22.根据权利要求18所述的检测乙肝病毒RNA的体系，其特征在于，所述dNTPs在所述体系中的终浓度为20～200μmol/L。

23.根据权利要求18所述的检测乙肝病毒RNA的体系，其特征在于，所述Mg²⁺在所述体系中的终浓度为0.5～3.0mmol/L。

24.一种以非疾病诊断和/或治疗为目的的检测乙肝病毒RNA的方法，其特征在于，所述方法包括：

采用权利要求1-7任一项所述的引物探针组合物、权利要求8-14任一项所述的试剂盒或权利要求15-23任一项所述的体系对RNA样本进行荧光定量PCR，检测乙肝病毒RNA的水平。

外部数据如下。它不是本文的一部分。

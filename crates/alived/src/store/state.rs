// SPDX-License-Identifier: Apache-2.0 OR MIT
// Copyright (c) 2025-2026 naskel.com

//! Per-unit state files.
//!
//! ```text
//! +------------+--------------+-----------------+------------+
//! | status (1) | reserved (3) | name (1+n)      | period (2) |
//! +------------+--------------+-----------------+------------+
//! | address (4) | origin port (2) | incarnation (4) | boot (4) |
//! +-------------+-----------------+-----------------+----------+
//! | reply port (2) | env block (1 + ...) |
//! +----------------+---------------------+
//! ```
//!
//! Little-endian. The status byte sits at offset 0 so that a status change
//! rewrites a single byte in place.

use super::{file_name_for, io_error, StoreError};
use crate::registry::env::{read_env_block, write_env_block, EnvForm};
use crate::registry::unit::{Incarnation, InstanceStatus, Ping};
use crate::wire::{ReadStrExt, WriteStrExt};
use byteorder::{LittleEndian, ReadBytesExt, WriteBytesExt};
use std::fs::{self, OpenOptions};
use std::io::{self, Cursor, Seek, SeekFrom, Write};
use std::net::Ipv4Addr;
use std::path::{Path, PathBuf};
use std::sync::Arc;
use tracing::{debug, warn};

#[derive(Debug, Clone)]
pub struct StateStore {
    dir: PathBuf,
}

/// Serialize one state record.
pub fn encode_record(name: &str, inc: &Incarnation) -> io::Result<Vec<u8>> {
    let mut buf = Vec::with_capacity(64);
    buf.write_u8(inc.status.code())?;
    buf.write_all(&[0u8; 3])?;
    buf.write_str8(name)?;
    buf.write_u16::<LittleEndian>(inc.ping.period)?;
    buf.write_u32::<LittleEndian>(u32::from(inc.ping.address))?;
    buf.write_u16::<LittleEndian>(inc.ping.origin_port)?;
    buf.write_u32::<LittleEndian>(inc.ping.incarnation)?;
    buf.write_u32::<LittleEndian>(inc.ping.boot_time)?;
    buf.write_u16::<LittleEndian>(inc.ping.reply_port)?;
    write_env_block::<LittleEndian, _>(&mut buf, inc.env.as_deref(), EnvForm::Storage)?;
    Ok(buf)
}

/// Parse one state record. Counters and timestamps are not stored and
/// come back as zero.
pub fn decode_record(bytes: &[u8]) -> io::Result<(String, Incarnation)> {
    let mut r = Cursor::new(bytes);
    let code = r.read_u8()?;
    let status = InstanceStatus::from_code(code).ok_or_else(|| {
        io::Error::new(io::ErrorKind::InvalidData, format!("bad status {}", code))
    })?;
    let mut reserved = [0u8; 3];
    io::Read::read_exact(&mut r, &mut reserved)?;
    let name = r.read_str8()?;
    let period = r.read_u16::<LittleEndian>()?;
    let address = Ipv4Addr::from(r.read_u32::<LittleEndian>()?);
    let origin_port = r.read_u16::<LittleEndian>()?;
    let incarnation = r.read_u32::<LittleEndian>()?;
    let boot_time = r.read_u32::<LittleEndian>()?;
    let reply_port = r.read_u16::<LittleEndian>()?;
    let env = read_env_block::<LittleEndian, _>(&mut r, EnvForm::Storage)?;

    Ok((
        name,
        Incarnation {
            status,
            ping: Ping {
                address,
                origin_port,
                version: 0,
                heartbeat: 0,
                period,
                incarnation,
                boot_time,
                timestamp: 0,
                reply_port,
                user_msg: 0,
            },
            env: env.map(Arc::new),
        },
    ))
}

impl StateStore {
    pub fn open(dir: &Path) -> Result<Self, StoreError> {
        fs::create_dir_all(dir).map_err(io_error(dir))?;
        Ok(Self {
            dir: dir.to_path_buf(),
        })
    }

    pub fn dir(&self) -> &Path {
        &self.dir
    }

    pub fn path_for(&self, name: &str) -> PathBuf {
        self.dir.join(file_name_for(name))
    }

    /// Replace the whole record for `name`.
    pub fn write_full(&self, name: &str, inc: &Incarnation) -> Result<(), StoreError> {
        let path = self.path_for(name);
        let bytes = encode_record(name, inc).map_err(io_error(&path))?;
        let tmp = self.dir.join(format!(".{}.tmp", file_name_for(name)));
        fs::write(&tmp, &bytes).map_err(io_error(&tmp))?;
        fs::rename(&tmp, &path).map_err(io_error(&path))?;
        debug!("state of {} written ({} bytes)", name, bytes.len());
        Ok(())
    }

    /// Rewrite only the status byte of an existing record.
    pub fn write_status(&self, name: &str, status: InstanceStatus) -> Result<(), StoreError> {
        let path = self.path_for(name);
        let mut file = OpenOptions::new()
            .write(true)
            .open(&path)
            .map_err(io_error(&path))?;
        file.seek(SeekFrom::Start(0)).map_err(io_error(&path))?;
        file.write_all(&[status.code()]).map_err(io_error(&path))?;
        Ok(())
    }

    pub fn read(&self, name: &str) -> Result<(String, Incarnation), StoreError> {
        let path = self.path_for(name);
        let bytes = fs::read(&path).map_err(io_error(&path))?;
        decode_record(&bytes).map_err(|e| StoreError::Corrupt {
            path,
            reason: e.to_string(),
        })
    }

    /// Returns whether a file was removed.
    pub fn remove(&self, name: &str) -> Result<bool, StoreError> {
        let path = self.path_for(name);
        match fs::remove_file(&path) {
            Ok(()) => Ok(true),
            Err(e) if e.kind() == io::ErrorKind::NotFound => Ok(false),
            Err(e) => Err(io_error(&path)(e)),
        }
    }

    /// Every readable record in the directory. Hidden files (including
    /// in-progress writes) are skipped; corrupt ones are logged and skipped.
    pub fn load_all(&self) -> Result<Vec<(String, Incarnation)>, StoreError> {
        let mut records = Vec::new();
        for entry in fs::read_dir(&self.dir).map_err(io_error(&self.dir))? {
            let entry = entry.map_err(io_error(&self.dir))?;
            let path = entry.path();
            let hidden = entry.file_name().to_string_lossy().starts_with('.');
            if hidden || !path.is_file() {
                continue;
            }
            match fs::read(&path).map(|bytes| decode_record(&bytes)) {
                Ok(Ok(record)) => records.push(record),
                Ok(Err(e)) => warn!("skipping corrupt state file {:?}: {}", path, e),
                Err(e) => warn!("cannot read state file {:?}: {}", path, e),
            }
        }
        Ok(records)
    }
}

#[cfg(test)]
mod tests {
    use super::*;
    use crate::registry::env::{EnvironmentSnapshot, OsInfo, UnixInfo};
    use tempfile::TempDir;

    fn incarnation() -> Incarnation {
        Incarnation {
            status: InstanceStatus::Up,
            ping: Ping {
                address: Ipv4Addr::new(192, 168, 1, 20),
                origin_port: 5065,
                version: 5,
                heartbeat: 77,
                period: 15,
                incarnation: 1_700_000_000,
                boot_time: 1_700_000_010,
                timestamp: 1_700_001_000,
                reply_port: 40000,
                user_msg: 2,
            },
            env: Some(Arc::new(EnvironmentSnapshot {
                vars: vec![("ARCH".into(), "linux-x86_64".into())],
                os: OsInfo::Linux(UnixInfo {
                    user: "softioc".into(),
                    group: "epics".into(),
                    hostname: "srv7".into(),
                }),
            })),
        }
    }

    #[test]
    fn test_write_and_reload() {
        let tmp = TempDir::new().unwrap();
        let store = StateStore::open(tmp.path()).unwrap();
        store.write_full("ioc1", &incarnation()).unwrap();

        let records = store.load_all().unwrap();
        assert_eq!(records.len(), 1);
        let (name, inc) = &records[0];
        assert_eq!(name, "ioc1");
        assert_eq!(inc.status, InstanceStatus::Up);
        assert_eq!(inc.ping.address, Ipv4Addr::new(192, 168, 1, 20));
        assert_eq!(inc.ping.boot_time, 1_700_000_010);
        assert_eq!(inc.ping.heartbeat, 0);
        assert_eq!(inc.ping.timestamp, 0);
        assert_eq!(inc.env.as_deref(), incarnation().env.as_deref());
    }

    #[test]
    fn test_status_rewrite_touches_first_byte_only() {
        let tmp = TempDir::new().unwrap();
        let store = StateStore::open(tmp.path()).unwrap();
        store.write_full("ioc1", &incarnation()).unwrap();
        let before = fs::read(store.path_for("ioc1")).unwrap();

        store.write_status("ioc1", InstanceStatus::Down).unwrap();
        let after = fs::read(store.path_for("ioc1")).unwrap();
        assert_eq!(after[0], InstanceStatus::Down.code());
        assert_eq!(before[1..], after[1..]);

        let (_, inc) = store.read("ioc1").unwrap();
        assert_eq!(inc.status, InstanceStatus::Down);
    }

    #[test]
    fn test_status_rewrite_of_missing_record_fails() {
        let tmp = TempDir::new().unwrap();
        let store = StateStore::open(tmp.path()).unwrap();
        assert!(matches!(
            store.write_status("ghost", InstanceStatus::Down),
            Err(StoreError::Io { .. })
        ));
    }

    #[test]
    fn test_corrupt_files_are_skipped() {
        let tmp = TempDir::new().unwrap();
        let store = StateStore::open(tmp.path()).unwrap();
        store.write_full("good", &incarnation()).unwrap();
        fs::write(tmp.path().join("bad"), [9u8, 0, 0]).unwrap();
        fs::write(tmp.path().join(".hidden"), b"x").unwrap();

        let records = store.load_all().unwrap();
        assert_eq!(records.len(), 1);
        assert_eq!(records[0].0, "good");
    }

    #[test]
    fn test_remove() {
        let tmp = TempDir::new().unwrap();
        let store = StateStore::open(tmp.path()).unwrap();
        store.write_full("ioc1", &incarnation()).unwrap();
        assert!(store.remove("ioc1").unwrap());
        assert!(!store.remove("ioc1").unwrap());
    }
}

25.根据权利要求24所述的方法，其特征在于，所述荧光定量PCR的条件为：

92～98℃预变性10～30s；

26.根据权利要求25所述的方法，其特征在于，在进行预变性之前，还包括45～55℃反转录5～8min的步骤。

27.权利要求1-7任一项所述的引物探针组合物、权利要求8-14任一项所述的试剂盒或权利要求15-23任一项所述的体系在制备肝病诊断试剂、慢性乙肝抗病毒治疗的疗效评价和/或安全停药、治疗终点监测的乙肝病毒诊断试剂中的应用。

28.根据权利要求27所述的应用，其特征在于，所述肝病包括急慢性乙型肝炎、乙型肝炎相关肝衰竭、肝硬化或肝癌中的任意一种或至少两种的组合。